All of the data that appears below is to be given again precisely as written.

+++ TASK INPUT

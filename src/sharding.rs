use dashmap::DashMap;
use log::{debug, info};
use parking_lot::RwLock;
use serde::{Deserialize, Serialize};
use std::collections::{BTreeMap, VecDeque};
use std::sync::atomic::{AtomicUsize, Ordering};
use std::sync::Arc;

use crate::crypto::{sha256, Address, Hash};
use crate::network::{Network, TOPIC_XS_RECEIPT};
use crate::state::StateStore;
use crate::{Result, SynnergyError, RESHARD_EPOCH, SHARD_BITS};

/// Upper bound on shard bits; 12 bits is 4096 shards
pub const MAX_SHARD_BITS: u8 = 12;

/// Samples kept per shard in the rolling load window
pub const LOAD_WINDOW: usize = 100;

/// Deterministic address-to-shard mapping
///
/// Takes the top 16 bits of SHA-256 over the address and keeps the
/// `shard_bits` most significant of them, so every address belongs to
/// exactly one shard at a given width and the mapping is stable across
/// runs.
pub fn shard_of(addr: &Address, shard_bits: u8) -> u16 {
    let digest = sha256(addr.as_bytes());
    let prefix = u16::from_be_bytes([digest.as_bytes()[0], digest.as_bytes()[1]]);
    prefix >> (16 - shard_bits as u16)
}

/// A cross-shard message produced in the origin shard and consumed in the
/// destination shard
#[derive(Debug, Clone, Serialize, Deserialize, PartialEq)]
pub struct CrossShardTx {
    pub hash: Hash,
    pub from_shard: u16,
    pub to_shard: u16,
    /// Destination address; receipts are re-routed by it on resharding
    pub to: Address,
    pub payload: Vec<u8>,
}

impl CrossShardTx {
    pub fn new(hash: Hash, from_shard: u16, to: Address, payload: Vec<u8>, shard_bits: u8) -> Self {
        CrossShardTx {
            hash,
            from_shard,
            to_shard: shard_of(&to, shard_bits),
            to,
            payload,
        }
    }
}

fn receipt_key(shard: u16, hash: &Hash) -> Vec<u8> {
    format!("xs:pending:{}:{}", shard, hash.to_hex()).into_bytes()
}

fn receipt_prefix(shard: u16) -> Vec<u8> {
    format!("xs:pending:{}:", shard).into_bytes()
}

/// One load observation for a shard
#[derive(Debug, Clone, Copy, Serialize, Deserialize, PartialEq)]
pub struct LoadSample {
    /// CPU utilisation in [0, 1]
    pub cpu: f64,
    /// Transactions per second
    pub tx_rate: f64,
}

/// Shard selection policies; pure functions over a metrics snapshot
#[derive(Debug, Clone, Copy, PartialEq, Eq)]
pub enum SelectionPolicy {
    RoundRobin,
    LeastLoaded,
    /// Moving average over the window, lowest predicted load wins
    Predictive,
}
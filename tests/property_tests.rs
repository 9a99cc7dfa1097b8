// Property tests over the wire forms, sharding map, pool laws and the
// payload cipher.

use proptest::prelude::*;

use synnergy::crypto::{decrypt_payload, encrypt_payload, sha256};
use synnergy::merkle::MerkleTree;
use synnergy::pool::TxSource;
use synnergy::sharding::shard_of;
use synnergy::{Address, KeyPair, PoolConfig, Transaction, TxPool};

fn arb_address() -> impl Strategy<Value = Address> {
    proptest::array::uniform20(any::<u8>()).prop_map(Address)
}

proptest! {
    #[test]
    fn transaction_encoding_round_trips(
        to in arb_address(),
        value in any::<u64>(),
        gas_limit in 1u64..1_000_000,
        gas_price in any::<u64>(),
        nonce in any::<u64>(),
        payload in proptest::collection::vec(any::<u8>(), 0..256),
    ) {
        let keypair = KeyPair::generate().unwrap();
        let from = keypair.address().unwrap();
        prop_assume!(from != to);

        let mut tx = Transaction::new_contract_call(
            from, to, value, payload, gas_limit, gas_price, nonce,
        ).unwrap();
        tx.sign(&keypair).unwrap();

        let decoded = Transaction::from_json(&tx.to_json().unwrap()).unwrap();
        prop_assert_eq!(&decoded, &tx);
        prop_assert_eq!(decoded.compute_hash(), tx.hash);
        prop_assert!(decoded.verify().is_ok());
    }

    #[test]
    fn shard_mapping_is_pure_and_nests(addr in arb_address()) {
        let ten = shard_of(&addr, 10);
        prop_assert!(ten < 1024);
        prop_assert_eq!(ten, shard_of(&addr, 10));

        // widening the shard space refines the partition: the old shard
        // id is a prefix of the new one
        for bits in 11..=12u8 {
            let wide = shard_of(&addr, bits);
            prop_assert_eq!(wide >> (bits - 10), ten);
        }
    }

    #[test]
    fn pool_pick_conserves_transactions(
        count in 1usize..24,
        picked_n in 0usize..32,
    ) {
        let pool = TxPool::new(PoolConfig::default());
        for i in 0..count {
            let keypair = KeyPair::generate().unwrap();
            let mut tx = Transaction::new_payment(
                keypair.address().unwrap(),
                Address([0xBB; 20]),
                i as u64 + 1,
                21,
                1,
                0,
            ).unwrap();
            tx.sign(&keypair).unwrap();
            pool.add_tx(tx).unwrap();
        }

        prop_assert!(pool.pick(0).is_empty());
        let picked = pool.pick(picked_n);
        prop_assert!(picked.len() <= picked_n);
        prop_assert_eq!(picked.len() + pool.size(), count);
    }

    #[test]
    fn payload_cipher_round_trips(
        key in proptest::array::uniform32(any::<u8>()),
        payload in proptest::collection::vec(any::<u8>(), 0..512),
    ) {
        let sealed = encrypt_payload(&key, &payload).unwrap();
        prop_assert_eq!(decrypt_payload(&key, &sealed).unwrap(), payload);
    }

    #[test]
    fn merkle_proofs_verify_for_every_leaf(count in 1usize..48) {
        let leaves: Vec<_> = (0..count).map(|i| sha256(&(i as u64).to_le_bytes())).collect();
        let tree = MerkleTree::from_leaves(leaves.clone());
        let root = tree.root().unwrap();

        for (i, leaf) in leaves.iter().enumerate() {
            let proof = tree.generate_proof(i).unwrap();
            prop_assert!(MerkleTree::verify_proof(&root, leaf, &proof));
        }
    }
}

++++++

> _TASK ANSWER_:
filename src/sharding.rs
use dashmap::DashMap;
use log::{debug, info};
use parking_lot::RwLock;
use serde::{Deserialize, Serialize};
use std::collections::{BTreeMap, VecDeque};
use std::sync::atomic::{AtomicUsize, Ordering};
use std::sync::Arc;

use crate::crypto::{sha256, Address, Hash};
use crate::network::{Network, TOPIC_XS_RECEIPT};
use crate::state::StateStore;
use crate::{Result, SynnergyError, RESHARD_EPOCH, SHARD_BITS};

/// Upper bound on shard bits; 12 bits is 4096 shards
pub const MAX_SHARD_BITS: u8 = 12;

/// Samples kept per shard in the rolling load window
pub const LOAD_WINDOW: usize = 100;

/// Deterministic address-to-shard mapping
///
/// Takes the top 16 bits of SHA-256 over the address and keeps the
/// `shard_bits` most significant of them, so every address belongs to
/// exactly one shard at a given width and the mapping is stable across
/// runs.
pub fn shard_of(addr: &Address, shard_bits: u8) -> u16 {
    let digest = sha256(addr.as_bytes());
    let prefix = u16::from_be_bytes([digest.as_bytes()[0], digest.as_bytes()[1]]);
    prefix >> (16 - shard_bits as u16)
}

/// A cross-shard message produced in the origin shard and consumed in the
/// destination shard
#[derive(Debug, Clone, Serialize, Deserialize, PartialEq)]
pub struct CrossShardTx {
    pub hash: Hash,
    pub from_shard: u16,
    pub to_shard: u16,
    /// Destination address; receipts are re-routed by it on resharding
    pub to: Address,
    pub payload: Vec<u8>,
}

impl CrossShardTx {
    pub fn new(hash: Hash, from_shard: u16, to: Address, payload: Vec<u8>, shard_bits: u8) -> Self {
        CrossShardTx {
            hash,
            from_shard,
            to_shard: shard_of(&to, shard_bits),
            to,
            payload,
        }
    }
}

fn receipt_key(shard: u16, hash: &Hash) -> Vec<u8> {
    format!("xs:pending:{}:{}", shard, hash.to_hex()).into_bytes()
}

fn receipt_prefix(shard: u16) -> Vec<u8> {
    format!("xs:pending:{}:", shard).into_bytes()
}

/// One load observation for a shard
#[derive(Debug, Clone, Copy, Serialize, Deserialize, PartialEq)]
pub struct LoadSample {
    /// CPU utilisation in [0, 1]
    pub cpu: f64,
    /// Transactions per second
    pub tx_rate: f64,
}

/// Shard selection policies; pure functions over a metrics snapshot
#[derive(Debug, Clone, Copy, PartialEq, Eq)]
pub enum SelectionPolicy {
    RoundRobin,
    LeastLoaded,
    /// Moving average over the window, lowest predicted load wins
    Predictive,
}
filename tests/property_tests.rs
repository 9a99cc7dfa1097b8
// Property tests over the wire forms, sharding map, pool laws and the
// payload cipher.

use proptest::prelude::*;

use synnergy::crypto::{decrypt_payload, encrypt_payload, sha256};
use synnergy::merkle::MerkleTree;
use synnergy::pool::TxSource;
use synnergy::sharding::shard_of;
use synnergy::{Address, KeyPair, PoolConfig, Transaction, TxPool};

fn arb_address() -> impl Strategy<Value = Address> {
    proptest::array::uniform20(any::<u8>()).prop_map(Address)
}

proptest! {
    #[test]
    fn transaction_encoding_round_trips(
        to in arb_address(),
        value in any::<u64>(),
        gas_limit in 1u64..1_000_000,
        gas_price in any::<u64>(),
        nonce in any::<u64>(),
        payload in proptest::collection::vec(any::<u8>(), 0..256),
    ) {
        let keypair = KeyPair::generate().unwrap();
        let from = keypair.address().unwrap();
        prop_assume!(from != to);

        let mut tx = Transaction::new_contract_call(
            from, to, value, payload, gas_limit, gas_price, nonce,
        ).unwrap();
        tx.sign(&keypair).unwrap();

        let decoded = Transaction::from_json(&tx.to_json().unwrap()).unwrap();
        prop_assert_eq!(&decoded, &tx);
        prop_assert_eq!(decoded.compute_hash(), tx.hash);
        prop_assert!(decoded.verify().is_ok());
    }

    #[test]
    fn shard_mapping_is_pure_and_nests(addr in arb_address()) {
        let ten = shard_of(&addr, 10);
        prop_assert!(ten < 1024);
        prop_assert_eq!(ten, shard_of(&addr, 10));

        // widening the shard space refines the partition: the old shard
        // id is a prefix of the new one
        for bits in 11..=12u8 {
            let wide = shard_of(&addr, bits);
            prop_assert_eq!(wide >> (bits - 10), ten);
        }
    }

    #[test]
    fn pool_pick_conserves_transactions(
        count in 1usize..24,
        picked_n in 0usize..32,
    ) {
        let pool = TxPool::new(PoolConfig::default());
        for i in 0..count {
            let keypair = KeyPair::generate().unwrap();
            let mut tx = Transaction::new_payment(
                keypair.address().unwrap(),
                Address([0xBB; 20]),
                i as u64 + 1,
                21,
                1,
                0,
            ).unwrap();
            tx.sign(&keypair).unwrap();
            pool.add_tx(tx).unwrap();
        }

        prop_assert!(pool.pick(0).is_empty());
        let picked = pool.pick(picked_n);
        prop_assert!(picked.len() <= picked_n);
        prop_assert_eq!(picked.len() + pool.size(), count);
    }

    #[test]
    fn payload_cipher_round_trips(
        key in proptest::array::uniform32(any::<u8>()),
        payload in proptest::collection::vec(any::<u8>(), 0..512),
    ) {
        let sealed = encrypt_payload(&key, &payload).unwrap();
        prop_assert_eq!(decrypt_payload(&key, &sealed).unwrap(), payload);
    }

    #[test]
    fn merkle_proofs_verify_for_every_leaf(count in 1usize..48) {
        let leaves: Vec<_> = (0..count).map(|i| sha256(&(i as u64).to_le_bytes())).collect();
        let tree = MerkleTree::from_leaves(leaves.clone());
        let root = tree.root().unwrap();

        for (i, leaf) in leaves.iter().enumerate() {
            let proof = tree.generate_proof(i).unwrap();
            prop_assert!(MerkleTree::verify_proof(&root, leaf, &proof));
        }
    }
}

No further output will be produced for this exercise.